I'll try to simplify the problem I am trying to solve. I have an employee data stream which is being read from a JSON file and has the following schema:
StructType([ \
StructField("timeStamp", TimestampType()),\
StructField("emp_id", LongType()),\
StructField("on_duty", LongType()) ])
# on_duty is an int boolean-> 0,1
Sample:
{"timeStamp": 1514765160, "emp_id": 12471979, "on_duty": 0}
{"timeStamp": 1514765161, "emp_id": 12472154, "on_duty": 1}
I would like to find out 2 things every minute, the total number of employees online and those NOT on duty and process it using structured spark streaming
This is per minute wrt. the timestamp, not the system time.
Kafka Prod
_producer = KafkaProducer(bootstrap_servers=['localhost:9092'],
value_serializer=lambda x:
json.dumps(x).encode('utf-8'))
# schedule.every(1).minutes.do(_producer.send(topic_name, value=( json.loads(json.dumps(dataDict))) ) )

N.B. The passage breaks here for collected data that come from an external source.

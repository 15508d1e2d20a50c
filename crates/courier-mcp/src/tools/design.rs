//! Design adapter tools
//!
//! The export tool starts a job on the design vendor and polls it to
//! completion before answering; the status tool reports a single snapshot of
//! a job that is already running.

use crate::clients::design::CreateExportParams;
use crate::clients::{DesignClient, DesignError, ExportJob};
use crate::poll::{await_completion, PollConfig, PollError};
use crate::server::{DispatchError, DispatchResult, Tool, ToolContext};
use crate::types::{ToolDefinition, ToolEnvelope, Vendor};
use async_trait::async_trait;
use courier_auth::CredentialStore;
use serde::Deserialize;
use std::sync::Arc;
use tracing::{debug, instrument, warn};

/// Map a design client error into a dispatch error, invalidating the cached
/// credential when the vendor rejects the token.
async fn map_design_error(store: &CredentialStore, err: DesignError) -> DispatchError {
    match err {
        DesignError::AuthenticationFailed => {
            warn!("Vendor rejected access token, invalidating cached credential");
            store.invalidate().await;
            DispatchError::Vendor {
                status: 401,
                message: "access token rejected by design API".to_string(),
            }
        }
        DesignError::ApiError { status, message } => DispatchError::Vendor { status, message },
        other => DispatchError::Internal(other.to_string()),
    }
}

fn job_payload(job: &ExportJob) -> serde_json::Value {
    serde_json::json!({
        "job_id": job.job_id,
        "status": job.status,
        "urls": job.urls,
    })
}

/// Tool to export a design and wait for the result.
///
/// The vendor processes exports asynchronously, so this starts the job and
/// polls its status at a fixed interval until it reaches a terminal state or
/// the deadline passes.
pub struct ExportDesignTool {
    client: DesignClient,
    store: Arc<CredentialStore>,
    poll: PollConfig,
}

impl ExportDesignTool {
    pub fn new(client: DesignClient, store: Arc<CredentialStore>, poll: PollConfig) -> Self {
        Self {
            client,
            store,
            poll,
        }
    }
}

#[derive(Debug, Deserialize)]
struct ExportDesignArgs {
    design_id: String,
    #[serde(default = "default_format")]
    format: String,
}

fn default_format() -> String {
    "png".to_string()
}

#[async_trait]
impl Tool for ExportDesignTool {
    fn definition(&self) -> ToolDefinition {
        ToolDefinition::new(
            "design_export",
            "Export a design and wait for the download URLs",
        )
        .with_vendor(Vendor::Design)
        .with_category("design")
        .with_schema(serde_json::json!({
            "type": "object",
            "properties": {
                "design_id": {
                    "type": "string",
                    "description": "The design ID to export"
                },
                "format": {
                    "type": "string",
                    "description": "Export format ('png', 'pdf', 'mp4')",
                    "default": "png"
                }
            },
            "required": ["design_id"]
        }))
    }

    #[instrument(skip(self, _context), fields(tool = "design_export"))]
    async fn execute(
        &self,
        args: serde_json::Value,
        _context: &ToolContext,
    ) -> DispatchResult<ToolEnvelope> {
        let params: ExportDesignArgs = serde_json::from_value(args)
            .map_err(|e| DispatchError::InvalidParams(e.to_string()))?;

        let token = self.store.get_valid_token().await?;

        debug!(design_id = %params.design_id, "Starting export job");

        let job = self
            .client
            .create_export(
                &token.access_token,
                CreateExportParams {
                    design_id: params.design_id,
                    format: params.format,
                },
            )
            .await;

        let job = match job {
            Ok(job) => job,
            Err(e) => return Err(map_design_error(&self.store, e).await),
        };

        let client = self.client.clone();
        let access = token.access_token.clone();
        let job_id = job.job_id.clone();

        let finished = await_completion(&self.poll, move || {
            let client = client.clone();
            let access = access.clone();
            let job_id = job_id.clone();
            async move {
                let job = client
                    .get_export(&access, &job_id)
                    .await
                    .map_err(|e| PollError::Fetch(e.to_string()))?;
                Ok(job.into_state())
            }
        })
        .await?;

        Ok(ToolEnvelope::ok(job_payload(&finished)))
    }
}

/// Tool to check on an export job without waiting.
pub struct ExportStatusTool {
    client: DesignClient,
    store: Arc<CredentialStore>,
}

impl ExportStatusTool {
    pub fn new(client: DesignClient, store: Arc<CredentialStore>) -> Self {
        Self { client, store }
    }
}

#[derive(Debug, Deserialize)]
struct ExportStatusArgs {
    job_id: String,
}

#[async_trait]
impl Tool for ExportStatusTool {
    fn definition(&self) -> ToolDefinition {
        ToolDefinition::new("design_export_status", "Check the status of an export job")
            .with_vendor(Vendor::Design)
            .with_category("design")
            .with_schema(serde_json::json!({
                "type": "object",
                "properties": {
                    "job_id": {
                        "type": "string",
                        "description": "The export job ID to check"
                    }
                },
                "required": ["job_id"]
            }))
    }

    #[instrument(skip(self, _context), fields(tool = "design_export_status"))]
    async fn execute(
        &self,
        args: serde_json::Value,
        _context: &ToolContext,
    ) -> DispatchResult<ToolEnvelope> {
        let params: ExportStatusArgs = serde_json::from_value(args)
            .map_err(|e| DispatchError::InvalidParams(e.to_string()))?;

        let token = self.store.get_valid_token().await?;

        match self
            .client
            .get_export(&token.access_token, &params.job_id)
            .await
        {
            Ok(job) => {
                let mut payload = job_payload(&job);
                if let Some(error) = &job.error {
                    payload["error"] = serde_json::Value::String(error.clone());
                }
                Ok(ToolEnvelope::ok(payload))
            }
            Err(e) => Err(map_design_error(&self.store, e).await),
        }
    }
}
//! Error types for credential operations
//!
//! This module defines all error types that can occur while loading,
//! refreshing, and persisting OAuth credentials.

use thiserror::Error;

/// Authentication error types.
///
/// These errors cover credential lookup, token refresh, the local
/// authorization-code flow, and configuration issues.
#[derive(Debug, Error)]
pub enum AuthError {
    /// No persisted credential exists; the user must run the auth flow first
    #[error("Not authenticated: no stored credential")]
    NotAuthenticated,

    /// Token refresh failed; the user must re-authorize
    #[error("Re-authentication required: {0}")]
    ReauthRequired(String),

    /// Provider or store configuration is incomplete
    #[error("Configuration error: {0}")]
    ConfigError(String),

    /// OAuth state returned by the callback did not match
    #[error("OAuth state mismatch")]
    StateMismatch,

    /// The local callback listener failed or received a malformed request
    #[error("Callback error: {0}")]
    CallbackError(String),

    /// Token endpoint returned an error during code exchange
    #[error("Token exchange failed ({status}): {message}")]
    ExchangeFailed {
        /// HTTP status code.
        status: u16,
        /// Error message from the provider body.
        message: String,
    },

    /// HTTP request failed
    #[error("HTTP request failed: {0}")]
    Http(#[from] reqwest::Error),

    /// Credential file I/O failed
    #[error("Credential file error: {0}")]
    Io(#[from] std::io::Error),

    /// Credential file contents could not be (de)serialized
    #[error("Credential serialization error: {0}")]
    Serde(#[from] serde_json::Error),
}

/// Result type for authentication operations.
pub type AuthResult<T> = Result<T, AuthError>;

with open(filepath, 'r', encoding="utf16") as f:
for item in json_lines.reader(f):
dataDict.update({'timeStamp':item['timestamp'],
'emp_id':item['emp_id'],
'on_duty':item['on_duty']})
_producer.send(topic_name, value=( json.loads(json.dumps(dataDict))) )
sleep(1)
# ^ Threading doesn't work BTW
Spark streaming
emp_stream = spark \
.readStream \
.format("kafka") \
.option("kafka.bootstrap.servers", "localhost:9092") \
.option("subscribe", "emp_dstream") \
.option("startingOffsets", "latest") \
.load() \
.selectExpr("CAST(value AS STRING)")
emp_data = emp_stream.select([
get_json_object(col("value").cast("string"), "$.{}".format(c)).alias(c)
for c in ["timeStamp", "emp_id", "on_duty"]])
# this query is a filler attempt which is not the end goal of the task
query = emp_data.groupBy(["on_duty"]).count()
emp_data.writeStream \
.outputMode("append") \
.format("console") \
.start() \
.awaitTermination()
I am confused how to proceed. Do I make changes in the kafka producer or while processing the stream with spark? And how should I do that?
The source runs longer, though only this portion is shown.